The measures to be applied in schools from Monday

According to the new decree effective from November 22nd, school timetables will stay in place and for children who stay at home, lessons should be "simulated", Faßmann said.


Just as those who attend class in person, children learning from home should start their first lesson on Monday morning. This can either be done live, he explained, if technology allows or learning can be done "asynchronously", i.e. later in their own time.

Children can use "learning packages" or learning platforms where teachers send the educational resources, for instance.

Teachers, however, should not be faced with the challenge of hybrid teaching, Faßmann emphasised. That means school staff shouldn't have to simultaneously teach in class and "sit behind the screen" to check what the students are doing at home.

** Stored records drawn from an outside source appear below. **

// SPDX-FileCopyrightText: Copyright (c) 2024 NVIDIA CORPORATION & AFFILIATES. All rights reserved.
// SPDX-License-Identifier: Apache-2.0
//! Shared hierarchical shape store.
//!
//! The store holds one or more internal layouts ("slices"), each mirroring
//! the cell hierarchy of a source layout. Layers inside a slice are handed
//! out as [`DeepLayer`] handles. A handle carries a liveness pin; a slice
//! whose pins are all dropped is released by [`ShapeStore::collect_garbage`].
//! Several orchestrators may share one store, each selecting its slice by
//! index.

use crate::geom::Geometry;
use crate::layout::{CellIndex, Instance, LayerInfo, Layout, Shape, ShapeFilter, ShapeIterator};
use std::cell::RefCell;
use std::collections::HashMap;
use std::rc::{Rc, Weak};

pub type SharedStore = Rc<RefCell<ShapeStore>>;

#[derive(Debug)]
pub struct LayerPin {
    layout_index: usize,
    layer: u32,
}

#[derive(Debug)]
struct StoreSlice {
    layout: Layout,
    top_cell: Option<CellIndex>,
    source: Option<ShapeIterator>,
    /// source cell → internal cell
    cell_map: HashMap<CellIndex, CellIndex>,
    pins: Vec<Weak<LayerPin>>,
    released: bool,
}

/// Internal layouts plus the processing policy handed to the clustering engine.
#[derive(Debug)]
pub struct ShapeStore {
    slices: Vec<StoreSlice>,
    pub threads: usize,
    pub max_area_ratio: f64,
    pub max_vertex_count: usize,
}

impl Default for ShapeStore {
    fn default() -> Self {
        Self { slices: Vec::new(), threads: 1, max_area_ratio: 3.0, max_vertex_count: 16 }
    }
}

impl ShapeStore {
    pub fn new() -> Self {
        Self::default()
    }

    pub fn shared() -> SharedStore {
        Rc::new(RefCell::new(Self::new()))
    }

    /// Adds an empty slice with the given database unit.
    pub fn add_layout(&mut self, layout: Layout, top_cell: Option<CellIndex>) -> usize {
        self.slices.push(StoreSlice {
            layout,
            top_cell,
            source: None,
            cell_map: HashMap::new(),
            pins: Vec::new(),
            released: false,
        });
        self.slices.len() - 1
    }

    /// Adds a slice mirroring the hierarchy below the iterator's top cell.
    /// Shapes are copied per layer later by [`import_layer`].
    pub fn add_layout_from(&mut self, source: &ShapeIterator) -> usize {
        let src = &source.layout;
        let mut layout = Layout::new(src.dbu);
        let mut cell_map = HashMap::new();
        let mut cells: Vec<CellIndex> = src.called_cells(source.top_cell).into_iter().collect();
        cells.insert(0, source.top_cell);
        for &c in &cells {
            cell_map.insert(c, layout.add_cell(src.cell_name(c)));
        }
        for &c in &cells {
            let target = cell_map[&c];
            for inst in src.cell(c).instances() {
                let child = cell_map[&inst.cell_index];
                layout.cell_mut(target).insert_instance(Instance {
                    cell_index: child,
                    trans: inst.trans,
                    prop_id: 0,
                });
            }
        }
        let top = cell_map[&source.top_cell];
        let idx = self.add_layout(layout, Some(top));
        self.slices[idx].source = Some(source.clone());
        self.slices[idx].cell_map = cell_map;
        clilog::debug!("shape store: slice {} mirrors {} cells", idx, cells.len());
        idx
    }

    pub fn num_layouts(&self) -> usize {
        self.slices.len()
    }

    pub fn layout(&self, idx: usize) -> &Layout {
        &self.slices[idx].layout
    }

    pub fn layout_mut(&mut self, idx: usize) -> &mut Layout {
        &mut self.slices[idx].layout
    }

    pub fn top_cell(&self, idx: usize) -> Option<CellIndex> {
        self.slices[idx].top_cell
    }

    pub fn set_top_cell(&mut self, idx: usize, top: CellIndex) {
        self.slices[idx].top_cell = Some(top);
    }

    /// Internal cell mirroring the given source cell.
    pub fn internal_cell(&self, idx: usize, source_cell: CellIndex) -> Option<CellIndex> {
        self.slices[idx].cell_map.get(&source_cell).copied()
    }

    pub fn source(&self, idx: usize) -> Option<&ShapeIterator> {
        self.slices[idx].source.as_ref()
    }

    pub fn is_alive(&self, idx: usize) -> bool {
        let s = &self.slices[idx];
        !s.released && s.pins.iter().any(|p| p.strong_count() > 0)
    }

    pub fn is_released(&self, idx: usize) -> bool {
        self.slices[idx].released
    }

    /// Releases slices that no live layer handle refers to anymore.
    /// Returns the number of slices released.
    pub fn collect_garbage(&mut self) -> usize {
        let mut n = 0;
        for (i, s) in self.slices.iter_mut().enumerate() {
            s.pins.retain(|p| p.strong_count() > 0);
            if !s.released && s.pins.is_empty() {
                s.layout = Layout::new(s.layout.dbu);
                s.cell_map.clear();
                s.source = None;
                s.top_cell = None;
                s.released = true;
                clilog::debug!("shape store: released slice {}", i);
                n += 1;
            }
        }
        n
    }

    fn pin(&mut self, idx: usize, layer: u32) -> Rc<LayerPin> {
        let pin = Rc::new(LayerPin { layout_index: idx, layer });
        self.slices[idx].pins.push(Rc::downgrade(&pin));
        pin
    }
}

/// A layer inside a store slice.
#[derive(Debug, Clone)]
pub struct DeepLayer {
    store: SharedStore,
    pin: Rc<LayerPin>,
}

impl DeepLayer {
    pub fn store(&self) -> &SharedStore {
        &self.store
    }

    pub fn layout_index(&self) -> usize {
        self.pin.layout_index
    }

    pub fn layer(&self) -> u32 {
        self.pin.layer
    }

    /// True if both handles point to the same layer of the same store.
    pub fn same_layer(&self, other: &DeepLayer) -> bool {
        Rc::ptr_eq(&self.store, &other.store)
            && self.layout_index() == other.layout_index()
            && self.layer() == other.layer()
    }

    pub fn belongs_to(&self, store: &SharedStore, layout_index: usize) -> bool {
        Rc::ptr_eq(&self.store, store) && self.layout_index() == layout_index
    }
}

/// Creates a new, empty layer in a slice.
pub fn new_layer(store: &SharedStore, idx: usize, info: LayerInfo) -> DeepLayer {
    let mut s = store.borrow_mut();
    let layer = s.layout_mut(idx).insert_layer(info);
    let pin = s.pin(idx, layer);
    DeepLayer { store: Rc::clone(store), pin }
}

/// Wraps an existing layer of a slice into a handle.
pub fn existing_layer(store: &SharedStore, idx: usize, layer: u32) -> DeepLayer {
    let pin = store.borrow_mut().pin(idx, layer);
    DeepLayer { store: Rc::clone(store), pin }
}

/// Copies one source layer into a new internal layer, cell by cell.
pub fn import_layer(store: &SharedStore, idx: usize, source_layer: u32, filter: ShapeFilter) -> DeepLayer {
    let info = {
        let s = store.borrow();
        s.source(idx)
            .and_then(|src| src.layout.layer_info(source_layer).cloned())
            .unwrap_or_default()
    };
    let dl = new_layer(store, idx, info);
    let mut s = store.borrow_mut();
    let Some(src) = s.source(idx).cloned() else {
        return dl;
    };
    let map: Vec<(CellIndex, CellIndex)> = s.slices[idx].cell_map.iter().map(|(&a, &b)| (a, b)).collect();
    let layout = s.layout_mut(idx);
    let mut n = 0usize;
    for (from, to) in map {
        for shape in src.layout.cell(from).shapes(source_layer) {
            if filter.accepts(&shape.geometry) {
                layout.cell_mut(to).insert(dl.layer(), Shape::new(shape.geometry.clone()));
                n += 1;
            }
        }
    }
    clilog::debug!("shape store: imported {} shapes from source layer {}", n, source_layer);
    dl
}

/// Places flat shapes into the top cell of a slice on a new layer.
pub fn import_flat(store: &SharedStore, idx: usize, shapes: &[Geometry]) -> DeepLayer {
    let dl = new_layer(store, idx, LayerInfo::default());
    let mut s = store.borrow_mut();
    let top = match s.top_cell(idx) {
        Some(t) => t,
        None => {
            let t = s.layout_mut(idx).add_cell("TOP");
            s.set_top_cell(idx, t);
            t
        }
    };
    let cell = s.layout_mut(idx).cell_mut(top);
    for g in shapes {
        cell.insert(dl.layer(), Shape::new(g.clone()));
    }
    dl
}

#[cfg(test)]
mod tests {
    use super::*;
    use crate::geom::{CplxTrans, Point, Rect};

    fn source() -> ShapeIterator {
        let mut ly = Layout::new(0.001);
        let top = ly.add_cell("TOP");
        let sub = ly.add_cell("SUB");
        let l = ly.insert_layer(LayerInfo::new(1, 0));
        ly.cell_mut(sub).insert(l, Shape::new(Rect::new(0, 0, 10, 10)));
        ly.cell_mut(top).insert(l, Shape::new(Rect::new(0, 0, 5, 5)));
        ly.cell_mut(top).insert(l, Shape::new(crate::geom::Text::new("A", Point::new(1, 1))));
        ly.cell_mut(top).insert_instance(Instance::new(sub, CplxTrans::displacement(Point::new(50, 0))));
        ShapeIterator::new(Rc::new(ly), top)
    }

    #[test]
    fn test_import_mirrors_hierarchy() {
        let store = ShapeStore::shared();
        let idx = store.borrow_mut().add_layout_from(&source());
        let polys = import_layer(&store, idx, 0, ShapeFilter::Polygons);
        let texts = import_layer(&store, idx, 0, ShapeFilter::Texts);
        let s = store.borrow();
        let ly = s.layout(idx);
        let top = s.top_cell(idx).unwrap();
        assert_eq!(ly.num_cells(), 2);
        assert_eq!(ly.cell(top).shapes(polys.layer()).len(), 1);
        assert_eq!(ly.cell(top).shapes(texts.layer()).len(), 1);
        assert_eq!(ly.flat_shapes(top, polys.layer()).len(), 2);
    }

    #[test]
    fn test_garbage_collection_follows_pins() {
        let store = ShapeStore::shared();
        let idx = store.borrow_mut().add_layout(Layout::new(0.001), None);
        let layer = new_layer(&store, idx, LayerInfo::default());
        let copy = layer.clone();
        drop(layer);
        assert_eq!(store.borrow_mut().collect_garbage(), 0);
        assert!(store.borrow().is_alive(idx));
        drop(copy);
        assert_eq!(store.borrow_mut().collect_garbage(), 1);
        assert!(store.borrow().is_released(idx));
    }
}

If students have technical difficulties, however, there is no obligation to connect to online classes.

Any absences from in-school learning must be made on a daily basis and not by the hour, which means that you can't dip in and out of one single school day.

Testing will also be in place for both vaccinated and unvaccinated pupils. Those who come to school must be tested three times a week, including one PCR test, as has previously been the case. An exception is made for those who have recovered from Covid infection within the last 180 days.

Students walk past a vaccination center against the coronavirus (Covid-19) set up at a vocational school in Vienna. Photo by ALEX HALADA / AFP

If a student records a positive test, all other children must have at least one antigen test every day for five days, according to the rules of the Ministry of Health.

As far as schoolwork and tests are concerned, there is a basic rule that they should not take place during lockdown. However, if practically all pupils are present or if a test can't be postponed, tests can go ahead.

Covid-19 in Austria: Follow the latest developments as they happen

Finally, masks continue to be compulsory in all schools throughout the entire building and during lessons, but mask breaks must also be scheduled.

Reactions to the rules

The last-minute decision ahead of Austria's nationwide lockdown has been met with criticism from some political corners and children's rights groups.

The right-wing FPÖ education spokesperson Hermann Brückl accused Faßmann of undermining compulsory education with his "wishy-washy solution", in a written statement.

He claimed the education minister "has simply not done his homework," citing that, "he has not equipped Austria's schools with air purifiers and partition walls, which would have made it possible to hold proper, stress-free and safe classes for pupils and teachers in this situation."

Children's rights campaigners, 'Kinderfreunde', on the other hand, expressed their "anger at the government's ignoring of the rights of young people," in a statement.

"Once again 1.5 million children and young people have to pay the price for this political failure", said the group's federal chairperson and Vienna city councillor, Jürgen Czernohorszky.

Austria will go into a three-week lockdown from next week, which will end on December 12th, with the government blaming the country’s large unvaccinated population.

READ MORE: What we know about Austria’s plan for compulsory Covid vaccination

Calls for lockdown in the highest-incidence regions or across the whole country have increased over the past week, partly due to criticisms of the partial lockdown as divisive and difficult to enforce, and also due to the strain Austrian hospitals are under.

Authorities will also introduce a mandatory vaccination framework, with everyone in the country required to get a jab. The mandate will come in from February 1st, 2022 at the latest, the government announced on Friday. 

Austria is the first EU country to reimpose a full lockdown.